_Exercise prompt_
Set out exactly every line of the entries below, starting at the line that holds "let ctrl_c = async" and stopping after the line that holds "use crate::registry::PluginRegistry;".

--- Stored data Enclosed Below ---

//! plugd server — plugin runtime supervisor
//!
//! Main entry point that loads configuration, initializes logging and runs the
//! plugin manager until a shutdown signal arrives.

use std::sync::Arc;

use tokio_util::sync::CancellationToken;
use tracing_subscriber::{EnvFilter, fmt};

use plugd_core::config::AppConfig;
use plugd_core::error::AppError;
use plugd_plugin::{AllowListValidator, ManifestLoader, OfflineInstaller, PluginManager};

#[tokio::main]
async fn main() {
    let config = match load_configuration() {
        Ok(c) => c,
        Err(e) => {
            eprintln!("Failed to load configuration: {e}");
            std::process::exit(1);
        }
    };

    init_logging(&config);

    if let Err(e) = run(config).await {
        tracing::error!(error = %e, "Server error");
        std::process::exit(1);
    }
}

/// Load configuration from files and environment
fn load_configuration() -> Result<AppConfig, AppError> {
    let env = std::env::var("PLUGD_ENV").unwrap_or_else(|_| "development".to_string());
    AppConfig::load(&env)
}

/// Initialize tracing/logging
fn init_logging(config: &AppConfig) {
    let filter =
        EnvFilter::try_from_default_env().unwrap_or_else(|_| EnvFilter::new(&config.logging.level));

    match config.logging.format.as_str() {
        "json" => {
            fmt()
                .json()
                .with_env_filter(filter)
                .with_target(true)
                .with_thread_ids(true)
                .init();
        }
        _ => {
            fmt()
                .pretty()
                .with_env_filter(filter)
                .with_target(true)
                .init();
        }
    }
}

/// Main server run function
async fn run(config: AppConfig) -> Result<(), AppError> {
    tracing::info!("Starting plugd v{}", env!("CARGO_PKG_VERSION"));

    let plugins = config.plugins;
    let manager = PluginManager::new(
        plugins.clone(),
        Arc::new(ManifestLoader::new(plugins.clone())),
        Arc::new(OfflineInstaller::new()),
        Arc::new(AllowListValidator::new(plugins.allowed_hosts.iter().cloned())),
    )?;

    manager.init().await?;

    for route in manager.routes().await {
        tracing::debug!(
            plugin_id = %route.plugin_id,
            directory = %route.directory.display(),
            "Serving plugin assets"
        );
    }

    let cancel = CancellationToken::new();
    let signal_cancel = cancel.clone();
    tokio::spawn(async move {
        shutdown_signal().await;
        tracing::info!("Shutdown signal received, stopping plugins...");
        signal_cancel.cancel();
    });

    manager.run(cancel).await;

    tracing::info!("plugd stopped");
    Ok(())
}

/// Wait for shutdown signal (Ctrl+C or SIGTERM)
async fn shutdown_signal() {
    let ctrl_c = async {
        if let Err(e) = tokio::signal::ctrl_c().await {
            tracing::error!(error = %e, "Failed to listen for Ctrl+C");
            std::future::pending::<()>().await;
        }
    };

    #[cfg(unix)]
    let terminate = async {
        match tokio::signal::unix::signal(tokio::signal::unix::SignalKind::terminate()) {
            Ok(mut signal) => {
                signal.recv().await;
            }
            Err(e) => {
                tracing::error!(error = %e, "Failed to install SIGTERM handler");
                std::future::pending::<()>().await;
            }
        }
    };

    #[cfg(not(unix))]
    let terminate = std::future::pending::<()>();

    tokio::select! {
        _ = ctrl_c => {},
        _ = terminate => {},
    }
}
//! # plugd-core
//!
//! Core crate for plugd. Contains the configuration schemas and the unified
//! error system shared by the plugin runtime and the server binary.
//!
//! This crate has **no** internal dependencies on other plugd crates.

pub mod config;
pub mod error;
pub mod result;

pub use error::AppError;
pub use result::AppResult;
//! Convenience result type alias for plugd.

use crate::error::AppError;

/// A specialized `Result` type for application-boundary operations.
pub type AppResult<T> = Result<T, AppError>;
//! Plugin manager — lifecycle management for all plugins.

use std::collections::HashMap;
use std::path::{Path, PathBuf};
use std::sync::Arc;

use tokio::sync::RwLock;
use tokio::task::JoinSet;
use tokio_util::sync::CancellationToken;
use tracing::{debug, error, info, warn};

use plugd_core::config::PluginConfig;

use crate::descriptor::{PluginClass, PluginDescriptor, PluginType, StaticRoute};
use crate::dispatcher::RequestDispatcher;
use crate::error::{PluginError, PluginResult};
use crate::instrumentation::PluginMetrics;
use crate::registry::PluginRegistry;
use crate::supervisor::ProcessSupervisor;
use crate::traits::{
    BackendFactory, PluginInstaller, PluginLoader, PluginSource, RequestValidator,
};

/// Options for [`PluginManager::install`].
#[derive(Debug, Clone, Default)]
pub struct InstallOptions {
    /// Repository to download from; defaults to the configured repository.
    pub repo_url: Option<String>,
    /// Directory to install into; defaults to the external plugins directory.
    pub install_dir: Option<PathBuf>,
    /// Archive URL overriding the one resolved from the repository.
    pub zip_url: Option<String>,
}

/// Manages the full lifecycle of plugins: load, register, start, stop, install, uninstall.
pub struct PluginManager {
    /// Runtime configuration.
    config: PluginConfig,
    /// Plugin registry.
    registry: Arc<PluginRegistry>,
    /// Backend process supervisor.
    supervisor: Arc<ProcessSupervisor>,
    /// Request dispatcher.
    dispatcher: RequestDispatcher,
    /// Descriptor loader.
    loader: Arc<dyn PluginLoader>,
    /// Archive installer.
    installer: Arc<dyn PluginInstaller>,
    /// Plugin ID → newer version available in the repository.
    updates: RwLock<HashMap<String, String>>,
}

impl std::fmt::Debug for PluginManager {
    fn fmt(&self, f: &mut std::fmt::Formatter<'_>) -> std::fmt::Result {
        f.debug_struct("PluginManager")
            .field("plugins_path", &self.config.plugins_path)
            .field("registry", &self.registry)
            .finish_non_exhaustive()
    }
}

impl PluginManager {
    /// Creates a new plugin manager.
    pub fn new(
        config: PluginConfig,
        loader: Arc<dyn PluginLoader>,
        installer: Arc<dyn PluginInstaller>,
        validator: Arc<dyn RequestValidator>,
    ) -> PluginResult<Self> {
        let registry = Arc::new(PluginRegistry::new());
        let dispatcher =
            RequestDispatcher::new(Arc::clone(&registry), validator, PluginMetrics::new()?);

        Ok(Self {
            supervisor: Arc::new(ProcessSupervisor::new(config.restart_interval())),
            config,
            registry,
            dispatcher,
            loader,
            installer,
            updates: RwLock::new(HashMap::new()),
        })
    }

    /// Creates the external plugins directory and loads core, bundled and
    /// external plugins, in that order.
    pub async fn init(&self) -> PluginResult<()> {
        let plugins_path = &self.config.plugins_path;
        if !tokio::fs::try_exists(plugins_path).await? {
            tokio::fs::create_dir_all(plugins_path).await.map_err(|e| {
                error!(dir = %plugins_path.display(), error = %e, "Failed to create external plugins directory");
                e
            })?;
            debug!(dir = %plugins_path.display(), "External plugins directory created");
        }

        let core: Vec<PluginSource> = self
            .config
            .core_plugin_dirs()
            .into_iter()
            .map(|dir| PluginSource::new(PluginClass::Core, dir))
            .collect();
        self.load(&core).await?;

        if let Some(bundled) = &self.config.bundled_plugins_path {
            self.load(&[PluginSource::new(PluginClass::Bundled, bundled)])
                .await?;
        }

        self.load(&[PluginSource::new(PluginClass::External, plugins_path)])
            .await?;

        info!(count = self.registry.count().await, "Plugin manager initialized");
        Ok(())
    }

    /// Loads every plugin under `sources` that is not registered yet, then
    /// registers and starts it.
    pub async fn load(&self, sources: &[PluginSource]) -> PluginResult<()> {
        let already_registered = self.registry.registered_ids().await;
        let loaded = self.loader.load_all(sources, &already_registered).await?;

        for plugin in loaded {
            self.register_and_start(Arc::new(plugin)).await?;
        }

        Ok(())
    }

    /// Registers a plugin and starts its backend.
    ///
    /// A plugin that fails to start stays registered.
    pub async fn register_and_start(&self, plugin: Arc<PluginDescriptor>) -> PluginResult<()> {
        self.registry.register(Arc::clone(&plugin)).await?;

        self.supervisor.start(&plugin).await.map_err(|e| {
            error!(plugin_id = %plugin.id, error = %e, "Failed to start plugin");
            e
        })?;

        info!(
            plugin_id = %plugin.id,
            version = %plugin.version,
            plugin_type = %plugin.plugin_type,
            "Plugin registered"
        );
        Ok(())
    }

    /// Installs `plugin_id` at `version`, replacing an installed external version.
    pub async fn install(
        &self,
        plugin_id: &str,
        version: &str,
        options: InstallOptions,
    ) -> PluginResult<()> {
        let repo_url = options
            .repo_url
            .unwrap_or_else(|| self.config.repo_url.clone());
        let mut resolved_zip_url = None;

        if let Some(existing) = self.registry.lookup(plugin_id).await {
            if !existing.is_external() {
                return Err(PluginError::CannotInstallCore {
                    plugin_id: plugin_id.to_string(),
                });
            }

            if existing.version == version {
                return Err(PluginError::DuplicatePlugin {
                    plugin_id: plugin_id.to_string(),
                    existing_dir: existing.plugin_dir.clone(),
                });
            }

            let update = self
                .installer
                .get_update_info(plugin_id, version, &repo_url)
                .await?;
            resolved_zip_url = Some(update.zip_url);

            self.uninstall(plugin_id).await?;
        }

        let install_dir = options
            .install_dir
            .unwrap_or_else(|| self.config.plugins_path.clone());
        let zip_url = options.zip_url.or(resolved_zip_url);

        self.installer
            .install(
                plugin_id,
                version,
                &install_dir,
                zip_url.as_deref(),
                &repo_url,
            )
            .await?;

        info!(plugin_id = %plugin_id, version = %version, "Plugin installed");

        self.load(&[PluginSource::new(PluginClass::External, install_dir)])
            .await
    }

    /// Stops, unregisters and removes an external plugin.
    pub async fn uninstall(&self, plugin_id: &str) -> PluginResult<()> {
        let plugin = self
            .registry
            .lookup(plugin_id)
            .await
            .ok_or_else(|| PluginError::NotInstalled {
                plugin_id: plugin_id.to_string(),
            })?;

        if !plugin.is_external() {
            return Err(PluginError::CannotUninstallCore {
                plugin_id: plugin_id.to_string(),
            });
        }

        ensure_inside(&self.config.plugins_path, &plugin.plugin_dir).await?;

        self.unregister_and_stop(&plugin).await;
        self.updates.write().await.remove(plugin_id);

        self.installer.uninstall(&plugin.plugin_dir).await?;

        info!(plugin_id = %plugin_id, "Plugin uninstalled");
        Ok(())
    }

    async fn unregister_and_stop(&self, plugin: &PluginDescriptor) {
        debug!(plugin_id = %plugin.id, "Stopping plugin process");
        plugin.decommission();

        if let Err(e) = self
            .supervisor
            .stop(plugin, self.config.stop_timeout())
            .await
        {
            warn!(plugin_id = %plugin.id, error = %e, "Failed to stop plugin");
        }

        self.registry.unregister(&plugin.id).await;
    }

    /// Registers a core backend plugin whose client is built in-process by `factory`.
    pub async fn load_and_register(
        &self,
        plugin_id: &str,
        factory: BackendFactory,
    ) -> PluginResult<()> {
        if self.registry.lookup(plugin_id).await.is_some() {
            return Err(PluginError::AlreadyRegistered {
                plugin_id: plugin_id.to_string(),
            });
        }

        let path = self
            .config
            .static_root_path
            .join("app")
            .join("plugins")
            .join(PluginType::Datasource.as_str())
            .join(plugin_id);

        let plugin = self.loader.load_with_factory(&path, factory).await?;
        self.registry.register(Arc::new(plugin)).await
    }

    /// Gets a live plugin by ID.
    pub async fn plugin(&self, plugin_id: &str) -> Option<Arc<PluginDescriptor>> {
        self.registry.lookup(plugin_id).await
    }

    /// Lists plugins of the given types; an empty slice means all types.
    pub async fn plugins(&self, types: &[PluginType]) -> Vec<Arc<PluginDescriptor>> {
        self.registry.list_by_type(types).await
    }

    /// The first registered image renderer, if any.
    pub async fn renderer(&self) -> Option<Arc<PluginDescriptor>> {
        self.registry
            .list_by_type(&[PluginType::Renderer])
            .await
            .into_iter()
            .next()
    }

    /// Static asset route of every registered plugin.
    pub async fn routes(&self) -> Vec<StaticRoute> {
        self.plugins(&[])
            .await
            .iter()
            .map(|p| p.static_route())
            .collect()
    }

    /// Asks the installer for the latest version of every external plugin.
    pub async fn check_for_updates(&self) {
        for plugin in self.plugins(&[]).await {
            if !plugin.is_external() || plugin.is_decommissioned() {
                continue;
            }

            match self
                .installer
                .latest_version(&plugin.id, &self.config.repo_url)
                .await
            {
                Ok(Some(latest)) if latest != plugin.version => {
                    debug!(plugin_id = %plugin.id, current = %plugin.version, latest = %latest, "Plugin update available");
                    self.updates.write().await.insert(plugin.id.clone(), latest);
                }
                Ok(_) => {
                    self.updates.write().await.remove(&plugin.id);
                }
                Err(e) => {
                    warn!(plugin_id = %plugin.id, error = %e, "Failed to check for plugin update");
                }
            }
        }
    }

    /// Newer version recorded by the last update check.
    pub async fn available_update(&self, plugin_id: &str) -> Option<String> {
        self.updates.read().await.get(plugin_id).cloned()
    }

    /// Runs the periodic update check until `cancel` fires, then shuts down.
    pub async fn run(&self, cancel: CancellationToken) {
        if self.config.update_checks_enabled {
            let mut ticker = tokio::time::interval(self.config.update_check_interval());
            loop {
                tokio::select! {
                    _ = cancel.cancelled() => break,
                    _ = ticker.tick() => self.check_for_updates().await,
                }
            }
        } else {
            cancel.cancelled().await;
        }

        self.shutdown().await;
    }

    /// Stops watchdogs, then every registered plugin concurrently.
    pub async fn shutdown(&self) {
        self.supervisor.shutdown().await;

        let timeout = self.config.stop_timeout();
        let mut tasks = JoinSet::new();
        for plugin in self.plugins(&[]).await {
            let supervisor = Arc::clone(&self.supervisor);
            tasks.spawn(async move {
                debug!(plugin_id = %plugin.id, "Stopping plugin");
                if let Err(e) = supervisor.stop(&plugin, timeout).await {
                    error!(plugin_id = %plugin.id, error = %e, "Failed to stop plugin");
                }
            });
        }

        while let Some(res) = tasks.join_next().await {
            if let Err(e) = res {
                error!(error = %e, "Plugin stop task failed");
            }
        }

        info!("All plugins stopped");
    }

    /// Returns the request dispatcher.
    pub fn dispatcher(&self) -> &RequestDispatcher {
        &self.dispatcher
    }

    /// Returns the plugin registry.
    pub fn registry(&self) -> &Arc<PluginRegistry> {
        &self.registry
    }

    /// Returns the process supervisor.
    pub fn supervisor(&self) -> &Arc<ProcessSupervisor> {
        &self.supervisor
    }
}

/// Fails unless `dir` resolves to a location strictly inside `root`.
async fn ensure_inside(root: &Path, dir: &Path) -> PluginResult<()> {
    let unsafe_path = || PluginError::UnsafeUninstallPath {
        path: dir.to_path_buf(),
    };

    let root = tokio::fs::canonicalize(root).await.map_err(|_| unsafe_path())?;
    let resolved = tokio::fs::canonicalize(dir).await.map_err(|_| unsafe_path())?;

    if resolved == root || !resolved.starts_with(&root) {
        return Err(unsafe_path());
    }

    Ok(())
}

--- End of Enclosed Stored data ---

_Solution to this exercise_
    let ctrl_c = async {
        if let Err(e) = tokio::signal::ctrl_c().await {
            tracing::error!(error = %e, "Failed to listen for Ctrl+C");
            std::future::pending::<()>().await;
        }
    };

    #[cfg(unix)]
    let terminate = async {
        match tokio::signal::unix::signal(tokio::signal::unix::SignalKind::terminate()) {
            Ok(mut signal) => {
                signal.recv().await;
            }
            Err(e) => {
                tracing::error!(error = %e, "Failed to install SIGTERM handler");
                std::future::pending::<()>().await;
            }
        }
    };

    #[cfg(not(unix))]
    let terminate = std::future::pending::<()>();

    tokio::select! {
        _ = ctrl_c => {},
        _ = terminate => {},
    }
}
//! # plugd-core
//!
//! Core crate for plugd. Contains the configuration schemas and the unified
//! error system shared by the plugin runtime and the server binary.
//!
//! This crate has **no** internal dependencies on other plugd crates.

pub mod config;
pub mod error;
pub mod result;

pub use error::AppError;
pub use result::AppResult;
//! Convenience result type alias for plugd.

use crate::error::AppError;

/// A specialized `Result` type for application-boundary operations.
pub type AppResult<T> = Result<T, AppError>;
//! Plugin manager — lifecycle management for all plugins.

use std::collections::HashMap;
use std::path::{Path, PathBuf};
use std::sync::Arc;

use tokio::sync::RwLock;
use tokio::task::JoinSet;
use tokio_util::sync::CancellationToken;
use tracing::{debug, error, info, warn};

use plugd_core::config::PluginConfig;

use crate::descriptor::{PluginClass, PluginDescriptor, PluginType, StaticRoute};
use crate::dispatcher::RequestDispatcher;
use crate::error::{PluginError, PluginResult};
use crate::instrumentation::PluginMetrics;
use crate::registry::PluginRegistry;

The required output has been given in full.